Task instructions
Below are some records; each one is to be set down again exactly.

Data shown

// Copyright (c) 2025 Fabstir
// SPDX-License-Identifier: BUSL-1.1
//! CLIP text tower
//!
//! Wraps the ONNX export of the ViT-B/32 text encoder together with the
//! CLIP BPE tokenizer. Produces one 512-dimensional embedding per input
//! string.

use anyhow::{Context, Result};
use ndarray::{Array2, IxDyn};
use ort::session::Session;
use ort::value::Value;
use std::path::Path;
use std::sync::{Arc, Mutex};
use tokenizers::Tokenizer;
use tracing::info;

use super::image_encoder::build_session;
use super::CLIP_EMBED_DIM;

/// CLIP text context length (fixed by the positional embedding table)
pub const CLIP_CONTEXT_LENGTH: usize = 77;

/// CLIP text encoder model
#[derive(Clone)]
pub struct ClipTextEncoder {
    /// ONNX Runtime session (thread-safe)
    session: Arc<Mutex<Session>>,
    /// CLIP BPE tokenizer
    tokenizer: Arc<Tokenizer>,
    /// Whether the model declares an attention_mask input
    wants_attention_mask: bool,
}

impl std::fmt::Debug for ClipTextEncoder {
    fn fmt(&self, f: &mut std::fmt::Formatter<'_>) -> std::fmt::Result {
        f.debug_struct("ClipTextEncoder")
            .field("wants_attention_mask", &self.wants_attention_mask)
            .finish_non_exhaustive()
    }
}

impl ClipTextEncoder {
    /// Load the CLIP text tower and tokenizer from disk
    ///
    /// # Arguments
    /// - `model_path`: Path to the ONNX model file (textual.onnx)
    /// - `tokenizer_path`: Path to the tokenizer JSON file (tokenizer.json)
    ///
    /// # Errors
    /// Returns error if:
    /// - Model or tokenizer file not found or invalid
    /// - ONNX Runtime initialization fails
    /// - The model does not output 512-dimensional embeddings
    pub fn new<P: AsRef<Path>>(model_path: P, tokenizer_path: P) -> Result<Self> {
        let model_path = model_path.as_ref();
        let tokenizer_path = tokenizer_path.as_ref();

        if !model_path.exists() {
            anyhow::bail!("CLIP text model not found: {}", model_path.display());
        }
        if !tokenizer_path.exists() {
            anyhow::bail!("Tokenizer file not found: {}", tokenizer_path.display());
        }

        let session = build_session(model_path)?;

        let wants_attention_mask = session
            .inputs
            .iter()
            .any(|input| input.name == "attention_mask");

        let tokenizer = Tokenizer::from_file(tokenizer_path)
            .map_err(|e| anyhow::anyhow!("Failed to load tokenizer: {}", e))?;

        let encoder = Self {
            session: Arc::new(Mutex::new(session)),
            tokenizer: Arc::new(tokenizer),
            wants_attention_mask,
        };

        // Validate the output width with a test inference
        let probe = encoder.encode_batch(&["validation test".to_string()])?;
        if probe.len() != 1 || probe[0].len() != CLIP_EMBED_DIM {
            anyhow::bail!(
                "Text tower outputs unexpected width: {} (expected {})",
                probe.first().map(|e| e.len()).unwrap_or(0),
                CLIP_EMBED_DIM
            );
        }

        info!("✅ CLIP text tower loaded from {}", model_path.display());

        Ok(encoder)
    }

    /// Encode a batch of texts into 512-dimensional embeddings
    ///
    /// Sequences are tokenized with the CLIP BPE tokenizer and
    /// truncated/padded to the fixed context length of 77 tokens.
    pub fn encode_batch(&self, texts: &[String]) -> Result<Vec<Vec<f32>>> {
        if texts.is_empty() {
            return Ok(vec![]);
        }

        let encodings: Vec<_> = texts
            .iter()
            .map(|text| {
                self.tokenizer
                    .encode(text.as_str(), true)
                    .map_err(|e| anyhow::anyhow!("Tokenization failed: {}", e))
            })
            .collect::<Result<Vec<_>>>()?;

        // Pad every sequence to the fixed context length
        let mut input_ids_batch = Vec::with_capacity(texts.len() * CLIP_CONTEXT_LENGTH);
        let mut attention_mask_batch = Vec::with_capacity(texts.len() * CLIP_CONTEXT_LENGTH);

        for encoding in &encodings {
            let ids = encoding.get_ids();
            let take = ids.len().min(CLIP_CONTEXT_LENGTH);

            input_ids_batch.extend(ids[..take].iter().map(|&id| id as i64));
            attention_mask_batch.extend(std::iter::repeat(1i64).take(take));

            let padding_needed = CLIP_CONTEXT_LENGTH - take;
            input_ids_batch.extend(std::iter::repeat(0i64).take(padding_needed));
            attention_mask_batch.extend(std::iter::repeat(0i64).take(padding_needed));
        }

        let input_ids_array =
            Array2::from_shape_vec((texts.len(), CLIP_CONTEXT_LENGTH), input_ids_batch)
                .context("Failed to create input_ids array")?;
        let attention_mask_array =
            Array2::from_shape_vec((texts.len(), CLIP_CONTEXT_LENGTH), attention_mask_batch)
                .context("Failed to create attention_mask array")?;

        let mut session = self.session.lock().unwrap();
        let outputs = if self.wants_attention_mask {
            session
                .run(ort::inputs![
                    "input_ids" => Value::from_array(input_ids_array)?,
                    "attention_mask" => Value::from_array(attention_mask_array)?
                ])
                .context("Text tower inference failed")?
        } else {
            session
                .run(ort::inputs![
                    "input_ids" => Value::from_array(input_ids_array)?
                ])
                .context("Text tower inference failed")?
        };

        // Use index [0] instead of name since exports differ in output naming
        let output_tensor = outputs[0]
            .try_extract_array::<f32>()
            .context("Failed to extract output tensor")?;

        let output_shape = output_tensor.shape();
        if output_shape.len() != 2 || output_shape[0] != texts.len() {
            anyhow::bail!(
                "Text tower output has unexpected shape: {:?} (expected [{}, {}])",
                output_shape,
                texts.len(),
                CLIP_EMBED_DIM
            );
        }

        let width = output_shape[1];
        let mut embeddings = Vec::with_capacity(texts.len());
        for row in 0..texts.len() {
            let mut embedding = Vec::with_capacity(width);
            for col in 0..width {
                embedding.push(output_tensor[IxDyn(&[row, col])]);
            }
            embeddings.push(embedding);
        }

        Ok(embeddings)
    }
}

Written answer
// Copyright (c) 2025 Fabstir
// SPDX-License-Identifier: BUSL-1.1
//! CLIP text tower
//!
//! Wraps the ONNX export of the ViT-B/32 text encoder together with the
//! CLIP BPE tokenizer. Produces one 512-dimensional embedding per input
//! string.

use anyhow::{Context, Result};
use ndarray::{Array2, IxDyn};
use ort::session::Session;
use ort::value::Value;
use std::path::Path;
use std::sync::{Arc, Mutex};
use tokenizers::Tokenizer;
use tracing::info;

use super::image_encoder::build_session;
use super::CLIP_EMBED_DIM;

/// CLIP text context length (fixed by the positional embedding table)
pub const CLIP_CONTEXT_LENGTH: usize = 77;

/// CLIP text encoder model
#[derive(Clone)]
pub struct ClipTextEncoder {
    /// ONNX Runtime session (thread-safe)
    session: Arc<Mutex<Session>>,
    /// CLIP BPE tokenizer
    tokenizer: Arc<Tokenizer>,
    /// Whether the model declares an attention_mask input
    wants_attention_mask: bool,
}

impl std::fmt::Debug for ClipTextEncoder {
    fn fmt(&self, f: &mut std::fmt::Formatter<'_>) -> std::fmt::Result {
        f.debug_struct("ClipTextEncoder")
            .field("wants_attention_mask", &self.wants_attention_mask)
            .finish_non_exhaustive()
    }
}

impl ClipTextEncoder {
    /// Load the CLIP text tower and tokenizer from disk
    ///
    /// # Arguments
    /// - `model_path`: Path to the ONNX model file (textual.onnx)
    /// - `tokenizer_path`: Path to the tokenizer JSON file (tokenizer.json)
    ///
    /// # Errors
    /// Returns error if:
    /// - Model or tokenizer file not found or invalid
    /// - ONNX Runtime initialization fails
    /// - The model does not output 512-dimensional embeddings
    pub fn new<P: AsRef<Path>>(model_path: P, tokenizer_path: P) -> Result<Self> {
        let model_path = model_path.as_ref();
        let tokenizer_path = tokenizer_path.as_ref();

        if !model_path.exists() {
            anyhow::bail!("CLIP text model not found: {}", model_path.display());
        }
        if !tokenizer_path.exists() {
            anyhow::bail!("Tokenizer file not found: {}", tokenizer_path.display());
        }

        let session = build_session(model_path)?;

        let wants_attention_mask = session
            .inputs
            .iter()
            .any(|input| input.name == "attention_mask");

        let tokenizer = Tokenizer::from_file(tokenizer_path)
            .map_err(|e| anyhow::anyhow!("Failed to load tokenizer: {}", e))?;

        let encoder = Self {
            session: Arc::new(Mutex::new(session)),
            tokenizer: Arc::new(tokenizer),
            wants_attention_mask,
        };

        // Validate the output width with a test inference
        let probe = encoder.encode_batch(&["validation test".to_string()])?;
        if probe.len() != 1 || probe[0].len() != CLIP_EMBED_DIM {
            anyhow::bail!(
                "Text tower outputs unexpected width: {} (expected {})",
                probe.first().map(|e| e.len()).unwrap_or(0),
                CLIP_EMBED_DIM
            );
        }

        info!("✅ CLIP text tower loaded from {}", model_path.display());

        Ok(encoder)
    }

    /// Encode a batch of texts into 512-dimensional embeddings
    ///
    /// Sequences are tokenized with the CLIP BPE tokenizer and
    /// truncated/padded to the fixed context length of 77 tokens.
    pub fn encode_batch(&self, texts: &[String]) -> Result<Vec<Vec<f32>>> {
        if texts.is_empty() {
            return Ok(vec![]);
        }

        let encodings: Vec<_> = texts
            .iter()
            .map(|text| {
                self.tokenizer
                    .encode(text.as_str(), true)
                    .map_err(|e| anyhow::anyhow!("Tokenization failed: {}", e))
            })
            .collect::<Result<Vec<_>>>()?;

        // Pad every sequence to the fixed context length
        let mut input_ids_batch = Vec::with_capacity(texts.len() * CLIP_CONTEXT_LENGTH);
        let mut attention_mask_batch = Vec::with_capacity(texts.len() * CLIP_CONTEXT_LENGTH);

        for encoding in &encodings {
            let ids = encoding.get_ids();
            let take = ids.len().min(CLIP_CONTEXT_LENGTH);

            input_ids_batch.extend(ids[..take].iter().map(|&id| id as i64));
            attention_mask_batch.extend(std::iter::repeat(1i64).take(take));

            let padding_needed = CLIP_CONTEXT_LENGTH - take;
            input_ids_batch.extend(std::iter::repeat(0i64).take(padding_needed));
            attention_mask_batch.extend(std::iter::repeat(0i64).take(padding_needed));
        }

        let input_ids_array =
            Array2::from_shape_vec((texts.len(), CLIP_CONTEXT_LENGTH), input_ids_batch)
                .context("Failed to create input_ids array")?;
        let attention_mask_array =
            Array2::from_shape_vec((texts.len(), CLIP_CONTEXT_LENGTH), attention_mask_batch)
                .context("Failed to create attention_mask array")?;

        let mut session = self.session.lock().unwrap();
        let outputs = if self.wants_attention_mask {
            session
                .run(ort::inputs![
                    "input_ids" => Value::from_array(input_ids_array)?,
                    "attention_mask" => Value::from_array(attention_mask_array)?
                ])
                .context("Text tower inference failed")?
        } else {
            session
                .run(ort::inputs![
                    "input_ids" => Value::from_array(input_ids_array)?
                ])
                .context("Text tower inference failed")?
        };

        // Use index [0] instead of name since exports differ in output naming
        let output_tensor = outputs[0]
            .try_extract_array::<f32>()
            .context("Failed to extract output tensor")?;

        let output_shape = output_tensor.shape();
        if output_shape.len() != 2 || output_shape[0] != texts.len() {
            anyhow::bail!(
                "Text tower output has unexpected shape: {:?} (expected [{}, {}])",
                output_shape,
                texts.len(),
                CLIP_EMBED_DIM
            );
        }

        let width = output_shape[1];
        let mut embeddings = Vec::with_capacity(texts.len());
        for row in 0..texts.len() {
            let mut embedding = Vec::with_capacity(width);
            for col in 0..width {
                embedding.push(output_tensor[IxDyn(&[row, col])]);
            }
            embeddings.push(embedding);
        }

        Ok(embeddings)
    }
}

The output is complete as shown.